Development of Platform Yeast Strain Capable of Direct Fermentation of Raw Biomass to Ethanol

Lignocellulosic biomass, particularly from agricultural and forestry sectors, represents a rather unused low-cost source for production of biofuel (alkanes and fatty alcohols), commodity chemicals (waxes), fine chemicals (sesquiterpenes, bioplastics) and proteins (enzymes, pharmaceuticals). To convert them into such products, the presence of the robust microbial platform is required. However, significant challenges exist for the efficient cost-effective conversion of biomass to such materials. One technical barrier for biomass conversion is the stress condition caused by toxic compounds released from the chemical pretreatment process or the enzymatic digestion of biomass in which remarkably interfere with microbial growth and subsequent fermentation. We believe they are many broad yeast candidates available in nature, which can move beyond difficulties to out boundary so that the good platform for fermentation of lignocellulosic biomass could be built without too much genetic modification.
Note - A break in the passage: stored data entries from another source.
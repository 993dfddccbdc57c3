// Copyright (c) 2025 Kirky.X
//
// Licensed under the MIT License
// See LICENSE file in the project root for full license information.

use crate::domain::models::product::{PriceHistoryEntry, PricePoint, TrackedUrl};
use async_trait::async_trait;
use sea_orm::DbErr;
use thiserror::Error;

/// 仓库错误类型
#[derive(Error, Debug)]
pub enum RepositoryError {
    /// 数据库错误
    #[error("Database error: {0}")]
    Database(#[from] DbErr),
    /// 记录未找到
    #[error("Record not found")]
    NotFound,
    /// 数据不合法
    #[error("Invalid data: {0}")]
    InvalidData(String),
}

/// 价格仓库特质
///
/// 持久化存储契约。站点、商品和商品URL均为查找或创建语义，
/// 实现方负责自身写入的串行化与事务
#[async_trait]
pub trait PriceRepository: Send + Sync {
    /// 查找或创建站点，返回站点ID
    async fn upsert_site(
        &self,
        name: &str,
        base_url: &str,
        kind: &str,
        rate_limit: f64,
    ) -> Result<i32, RepositoryError>;

    /// 查找或创建商品，返回商品ID
    async fn upsert_product(
        &self,
        name: &str,
        category: &str,
        brand: Option<&str>,
        model: Option<&str>,
    ) -> Result<i32, RepositoryError>;

    /// 查找或创建商品在某站点上的URL，返回URL ID
    async fn upsert_product_url(
        &self,
        product_id: i32,
        site_id: i32,
        url: &str,
    ) -> Result<i32, RepositoryError>;

    /// 写入一条价格记录
    async fn insert_price_point(
        &self,
        product_url_id: i32,
        point: &PricePoint,
    ) -> Result<(), RepositoryError>;

    /// 查询商品URL的价格历史，按抓取时间从新到旧，最多 `limit` 条
    async fn get_price_history(
        &self,
        product_url_id: i32,
        limit: u64,
    ) -> Result<Vec<PriceHistoryEntry>, RepositoryError>;

    /// 查询商品URL的最新价格
    async fn get_latest_price(
        &self,
        product_url_id: i32,
    ) -> Result<Option<PriceHistoryEntry>, RepositoryError>;

    /// 查询所有启用的商品URL，可按站点过滤
    async fn get_active_product_urls(
        &self,
        site_id: Option<i32>,
    ) -> Result<Vec<TrackedUrl>, RepositoryError>;
}
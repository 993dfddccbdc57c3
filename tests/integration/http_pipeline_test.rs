// Copyright (c) 2025 Kirky.X
//
// Licensed under the MIT License
// See LICENSE file in the project root for full license information.

use super::helpers::{fast_options, RecordingStore};
use pricewatch::config::settings::Settings;
use pricewatch::domain::services::validator::RuleValidator;
use pricewatch::engines::registry::AdapterRegistry;
use pricewatch::workers::{ManagerOptions, ScrapingManager};
use std::sync::Arc;
use std::time::Duration;
use wiremock::matchers::{method, path};
use wiremock::{Mock, MockServer, ResponseTemplate};

const PRODUCT_PAGE: &str = r#"
<html>
  <body>
    <h1 class="product-title">  Apple   iPhone 15 Pro  </h1>
    <span class="price">$1,299.00</span>
    <div class="stock">Only 3 left - In Stock</div>
    <a class="brand">Apple</a>
    <img class="main" src="https://cdn.example.com/iphone.jpg"/>
    <span class="rating">4.6 out of 5 stars</span>
    <span class="reviews">1,024 ratings</span>
  </body>
</html>
"#;

const BROKEN_PAGE: &str = "<html><body><p>Temporarily unavailable</p></body></html>";

fn write_config(dir: &std::path::Path) {
    std::fs::write(
        dir.join("default.toml"),
        r#"
[scraping]
concurrent_workers = 2
default_rate_limit = 0.0
request_timeout_secs = 5

[retry]
max_retries = 0

[sites.shop]
rate_limit = 0.0
currency = "EUR"
category = "phones"
aliases = ["shop.example"]

[sites.shop.selectors]
title = "h1.product-title"
price = ".price"
availability = ".stock"
brand = ".brand"
image = "img.main"
rating = ".rating"
reviews = ".reviews"
"#,
    )
    .unwrap();
}

#[tokio::test]
async fn test_configured_site_is_scraped_end_to_end() {
    let server = MockServer::start().await;
    Mock::given(method("GET"))
        .and(path("/p/iphone"))
        .respond_with(ResponseTemplate::new(200).set_body_string(PRODUCT_PAGE))
        .mount(&server)
        .await;
    Mock::given(method("GET"))
        .and(path("/p/broken"))
        .respond_with(ResponseTemplate::new(200).set_body_string(BROKEN_PAGE))
        .mount(&server)
        .await;
    Mock::given(method("GET"))
        .and(path("/p/gone"))
        .respond_with(ResponseTemplate::new(404))
        .mount(&server)
        .await;

    let dir = tempfile::tempdir().unwrap();
    write_config(dir.path());
    let settings = Arc::new(Settings::load_from(dir.path()).unwrap());

    let registry = AdapterRegistry::from_settings(&settings).unwrap();
    assert_eq!(registry.sites(), vec!["shop", "shop.example"]);

    let store = Arc::new(RecordingStore::default());
    let manager = ScrapingManager::new(
        settings.clone(),
        Arc::new(registry),
        Arc::new(RuleValidator::new(settings.validation.clone())),
        store.clone(),
    )
    .with_options(ManagerOptions {
        execution_mode: settings.scraping.execution_mode,
        ..fast_options()
    });

    manager
        .add_job("shop", format!("{}/p/iphone", server.uri()), 1)
        .unwrap();
    manager
        .add_job("shop.example", format!("{}/p/broken", server.uri()), 1)
        .unwrap();
    manager
        .add_job("SHOP", format!("{}/p/gone", server.uri()), 1)
        .unwrap();

    manager.start().await.unwrap();
    assert!(manager.wait_completion(Some(Duration::from_secs(10))).await);
    manager.stop(Duration::from_secs(1)).await.unwrap();

    let snap = manager.statistics();
    assert_eq!(snap.jobs_completed, 1);
    assert_eq!(snap.jobs_failed, 2);

    let points = store.price_points.lock();
    assert_eq!(points.len(), 1);
    let (_, point) = &points[0];
    assert_eq!(point.price, 1299.0);
    assert_eq!(point.currency, "EUR");
    assert_eq!(point.availability.as_deref(), Some("in_stock"));
    assert_eq!(point.metadata["site"], "shop");
    assert_eq!(point.metadata["extraction_method"], "static");
    assert_eq!(point.metadata["category"], "phones");

    assert_eq!(*store.products.lock(), vec!["Apple iPhone 15 Pro".to_string()]);
}
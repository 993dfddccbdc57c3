// Copyright (c) 2025 Kirky.X
//
// Licensed under the MIT License
// See LICENSE file in the project root for full license information.

use sea_orm_migration::prelude::*;

/// pricewatch 数据库迁移工具
///
/// 通过 `DATABASE_URL` 指定目标数据库，例如 `cargo run -p migration -- up`
#[async_std::main]
async fn main() {
    cli::run_cli(migration::Migrator).await;
}
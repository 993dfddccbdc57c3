// Copyright (c) 2025 Kirky.X
//
// Licensed under the MIT License
// See LICENSE file in the project root for full license information.

use tracing_subscriber::{layer::SubscriberExt, util::SubscriberInitExt, EnvFilter};

/// 日志格式环境变量，取值 `json` 时输出结构化日志
pub const LOG_FORMAT_ENV: &str = "PRICEWATCH_LOG_FORMAT";

/// 初始化日志系统
///
/// 默认过滤级别为 `info,pricewatch=debug`，可通过 `RUST_LOG` 覆盖
pub fn init_telemetry() {
    let filter = EnvFilter::try_from_default_env()
        .unwrap_or_else(|_| "info,pricewatch=debug".into());

    let json = std::env::var(LOG_FORMAT_ENV)
        .map(|v| v.eq_ignore_ascii_case("json"))
        .unwrap_or(false);

    if json {
        tracing_subscriber::registry()
            .with(filter)
            .with(tracing_subscriber::fmt::layer().json())
            .init();
    } else {
        tracing_subscriber::registry()
            .with(filter)
            .with(tracing_subscriber::fmt::layer())
            .init();
    }
}
// Copyright (c) 2025 Kirky.X
//
// Licensed under the MIT License
// See LICENSE file in the project root for full license information.

use chrono::{DateTime, Utc};
use std::time::Duration;

/// 重试策略配置
#[derive(Debug, Clone, PartialEq)]
pub struct RetryPolicy {
    /// 最大重试次数
    pub max_retries: u32,
    /// 重试任务相对原始优先级的偏移量（数值越大越晚调度）
    pub retry_priority_offset: i32,
    /// 退避时间表，第 n 次重试使用第 n 项，超出部分沿用最后一项
    pub backoff_schedule: Vec<Duration>,
    /// 抖动因子 (0.0-1.0)
    pub jitter_factor: f64,
}

impl Default for RetryPolicy {
    fn default() -> Self {
        Self {
            max_retries: 3,
            retry_priority_offset: 10,
            backoff_schedule: vec![
                Duration::from_secs(1),
                Duration::from_secs(2),
                Duration::from_secs(4),
            ],
            jitter_factor: 0.0,
        }
    }
}

impl RetryPolicy {
    /// 创建标准重试策略
    pub fn standard() -> Self {
        Self::default()
    }

    /// 创建立即重试策略（无退避，失败后立刻重新入队）
    pub fn immediate(max_retries: u32) -> Self {
        Self {
            max_retries,
            backoff_schedule: Vec::new(),
            ..Self::default()
        }
    }

    /// 是否应该重试
    ///
    /// `retry_count` 为任务已经重试过的次数
    pub fn should_retry(&self, retry_count: u32) -> bool {
        retry_count < self.max_retries
    }

    /// 计算重试任务的优先级
    pub fn retry_priority(&self, base_priority: i32) -> i32 {
        base_priority.saturating_add(self.retry_priority_offset)
    }

    /// 计算第 `attempt` 次重试（从 1 开始）的退避时间
    pub fn calculate_backoff(&self, attempt: u32) -> Duration {
        let Some(last) = self.backoff_schedule.len().checked_sub(1) else {
            return Duration::ZERO;
        };

        let index = (attempt.max(1) as usize - 1).min(last);
        let backoff = self.backoff_schedule[index].as_secs_f64();

        let jitter_range = backoff * self.jitter_factor.clamp(0.0, 1.0);
        let final_backoff = if jitter_range > 0.0 {
            let jitter = rand::random_range(-jitter_range..jitter_range);
            (backoff + jitter).max(0.0)
        } else {
            backoff
        };

        Duration::from_secs_f64(final_backoff)
    }

    /// 计算下次重试的最早调度时间
    pub fn next_retry_time(&self, attempt: u32, base_time: DateTime<Utc>) -> DateTime<Utc> {
        let backoff = self.calculate_backoff(attempt);
        base_time + chrono::Duration::milliseconds(backoff.as_millis() as i64)
    }
}
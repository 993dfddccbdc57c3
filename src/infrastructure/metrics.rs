// Copyright (c) 2025 Kirky.X
//
// Licensed under the MIT License
// See LICENSE file in the project root for full license information.

use metrics::{describe_counter, describe_gauge, describe_histogram, Unit};
use metrics_exporter_prometheus::PrometheusBuilder;
use std::net::SocketAddr;
use thiserror::Error;
use tracing::info;

/// 指标导出错误
#[derive(Error, Debug)]
pub enum MetricsError {
    #[error("Invalid metrics address '{0}'")]
    InvalidAddress(String),
    #[error("Failed to install Prometheus recorder: {0}")]
    Install(String),
}

/// 安装 Prometheus 记录器并在 `addr` 上暴露 HTTP 端点
///
/// 端口被占用或重复安装时返回错误，由调用方决定是否继续运行
pub fn init_metrics(addr: &str) -> Result<(), MetricsError> {
    let addr: SocketAddr = addr
        .parse()
        .map_err(|_| MetricsError::InvalidAddress(addr.to_string()))?;

    PrometheusBuilder::new()
        .with_http_listener(addr)
        .install()
        .map_err(|e| MetricsError::Install(e.to_string()))?;

    describe_metrics();
    info!("Metrics exporter listening on {}", addr);
    Ok(())
}

fn describe_metrics() {
    describe_counter!(
        "scrape_jobs_queued_total",
        Unit::Count,
        "Jobs accepted into the queue"
    );
    describe_counter!(
        "scrape_jobs_completed_total",
        Unit::Count,
        "Jobs that produced a validated product record"
    );
    describe_counter!(
        "scrape_jobs_failed_total",
        Unit::Count,
        "Jobs that failed after exhausting retries"
    );
    describe_counter!(
        "scrape_jobs_retried_total",
        Unit::Count,
        "Failed attempts that were requeued"
    );
    describe_counter!(
        "scrape_jobs_rate_limited_total",
        Unit::Count,
        "Dispatch attempts deferred by a site rate limit"
    );
    describe_counter!(
        "scrape_persistence_failures_total",
        Unit::Count,
        "Successful jobs whose product data could not be stored"
    );
    describe_gauge!(
        "scrape_jobs_active",
        Unit::Count,
        "Jobs queued or in flight that have not reached a terminal state"
    );
    describe_histogram!(
        "scrape_job_duration_seconds",
        Unit::Seconds,
        "Processing time of successful jobs"
    );
}
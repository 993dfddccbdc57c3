// Copyright (c) 2025 Kirky.X
//
// Licensed under the MIT License
// See LICENSE file in the project root for full license information.

use chrono::Utc;
use metrics::{counter, gauge, histogram};
use std::sync::Arc;
use std::time::Duration;
use tokio::sync::{mpsc, watch};
use tracing::{debug, error, info, warn};
use uuid::Uuid;

use crate::config::provider::ScrapingConfigProvider;
use crate::domain::models::job::Job;
use crate::domain::models::outcome::{JobFailure, JobOutcome};
use crate::domain::models::product::ProductRecord;
use crate::domain::models::statistics::RunStatistics;
use crate::domain::repositories::price_repository::{PriceRepository, RepositoryError};
use crate::domain::repositories::session_repository::ScrapingSessionRepository;
use crate::queue::job_queue::JobQueue;
use crate::utils::retry_policy::RetryPolicy;
use crate::workers::halted;

/// 会话日志
#[derive(Clone)]
pub struct SessionJournal {
    pub repository: Arc<dyn ScrapingSessionRepository>,
    pub session_id: Uuid,
}

/// 结果收集器
///
/// 单一控制循环：消费工作者产生的结果，成功时持久化并计数，
/// 失败时按重试策略重新入队或记为终态失败
pub struct ResultCollector {
    results: mpsc::UnboundedReceiver<JobOutcome>,
    queue: Arc<JobQueue>,
    stats: Arc<RunStatistics>,
    store: Arc<dyn PriceRepository>,
    config: Arc<dyn ScrapingConfigProvider>,
    retry_policy: RetryPolicy,
    journal: Option<SessionJournal>,
    poll_interval: Duration,
    halt: watch::Receiver<bool>,
}

impl ResultCollector {
    #[allow(clippy::too_many_arguments)]
    pub fn new(
        results: mpsc::UnboundedReceiver<JobOutcome>,
        queue: Arc<JobQueue>,
        stats: Arc<RunStatistics>,
        store: Arc<dyn PriceRepository>,
        config: Arc<dyn ScrapingConfigProvider>,
        journal: Option<SessionJournal>,
        poll_interval: Duration,
        halt: watch::Receiver<bool>,
    ) -> Self {
        let retry_policy = config.retry_policy();
        Self {
            results,
            queue,
            stats,
            store,
            config,
            retry_policy,
            journal,
            poll_interval,
            halt,
        }
    }

    /// 运行收集循环
    ///
    /// 收到停止信号后处理完通道中已有的结果再退出
    pub async fn run(mut self) {
        info!("Result collector started");

        loop {
            tokio::select! {
                biased;
                received = tokio::time::timeout(self.poll_interval, self.results.recv()) => {
                    match received {
                        Ok(Some(outcome)) => self.handle(outcome).await,
                        Ok(None) => break,
                        Err(_) => continue,
                    }
                }
                _ = halted(&mut self.halt) => {
                    while let Ok(outcome) = self.results.try_recv() {
                        self.handle(outcome).await;
                    }
                    break;
                }
            }
        }

        info!("Result collector stopped");
    }

    /// 处理单个结果
    pub async fn handle(&self, outcome: JobOutcome) {
        let JobOutcome {
            job,
            result,
            processing_time,
            worker_id,
            ..
        } = outcome;

        match result {
            Ok(record) => {
                if let Err(e) = self.persist(&job, &record).await {
                    counter!("scrape_persistence_failures_total").increment(1);
                    error!(
                        job_id = %job.id,
                        site = %job.site,
                        url = %job.url,
                        error = %e,
                        "Failed to persist product data"
                    );
                }
                self.stats
                    .record_success(&self.config.canonical_site(&job.site), processing_time);
                counter!("scrape_jobs_completed_total").increment(1);
                histogram!("scrape_job_duration_seconds").record(processing_time.as_secs_f64());
                debug!(
                    job_id = %job.id,
                    worker_id = %worker_id,
                    elapsed_ms = processing_time.as_millis() as u64,
                    "Job completed"
                );
            }
            Err(failure) => self.handle_failure(job, failure).await,
        }

        gauge!("scrape_jobs_active").set(self.stats.active() as f64);
    }

    async fn handle_failure(&self, job: Job, failure: JobFailure) {
        if self.retry_policy.should_retry(job.retry_count) {
            let retry = job.into_retry(&self.retry_policy, Utc::now());
            warn!(
                job_id = %retry.id,
                site = %retry.site,
                url = %retry.url,
                attempt = retry.retry_count,
                max_retries = self.retry_policy.max_retries,
                priority = retry.priority,
                error = %failure,
                "Job failed, scheduling retry"
            );
            match self.queue.enqueue(retry) {
                Ok(()) => counter!("scrape_jobs_retried_total").increment(1),
                Err(_) => warn!("Queue closed, retry abandoned"),
            }
            return;
        }

        self.stats.record_terminal_failure();
        counter!("scrape_jobs_failed_total").increment(1);
        error!(
            job_id = %job.id,
            site = %job.site,
            url = %job.url,
            retries = job.retry_count,
            error = %failure,
            "Job failed permanently"
        );

        if let Some(journal) = &self.journal {
            if let Err(e) = journal
                .repository
                .record_error(
                    journal.session_id,
                    failure.kind.as_str(),
                    &failure.message,
                    Some(&job.url),
                )
                .await
            {
                error!(error = %e, "Failed to record scraping error");
            }
        }
    }

    /// 持久化商品数据：站点 -> 商品 -> 商品URL -> 价格记录
    async fn persist(&self, job: &Job, record: &ProductRecord) -> Result<(), RepositoryError> {
        let site = self.config.canonical_site(&job.site);
        let rate_limit = self.config.rate_limit(&site).as_secs_f64();
        let site_id = self
            .store
            .upsert_site(
                &site,
                &self.config.site_base_url(&site),
                &self.config.site_kind(&site),
                rate_limit,
            )
            .await?;

        let product_id = self
            .store
            .upsert_product(
                &record.title,
                record.category(),
                record.brand.as_deref(),
                record.model.as_deref(),
            )
            .await?;

        let url_id = self
            .store
            .upsert_product_url(product_id, site_id, &job.url)
            .await?;

        if let Some(point) = record.price_point() {
            self.store.insert_price_point(url_id, &point).await?;
        }

        Ok(())
    }
}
However, the selection of appropriate candidates is not easy due to the unique adaptation possessed by many yeasts upon the environmental stress. The intensive screening should be conducted using natural resources, such as soil, leaf, fermented foods. However, to screen across such a wide range of resources requires arduous, cost- and time-consuming processes as well as knowledges. In this study, we have developed rapid method for screening the candidate yeasts from huge number of yeast strains deposited in NITE Biological Resource Center (NBRC) and also in Indonesia Culture Collection (InaCC), which capable of direct fermentation of lignocellulosic sugar lysate into ethanol. By screening of more than 3000 yeast strains, we found some potential candidates for rapid fermentation of sugars, from the lignocellulosic sugar lysate and also from the synthetic medium containing high concentrated inhibitory chemical cocktails. Most of yeasts screened as candidate strains are belong to Saccharomyces cerevisiae with specific phenotypes such as high-temperature adaptive, flocculation and rapid invasive growth.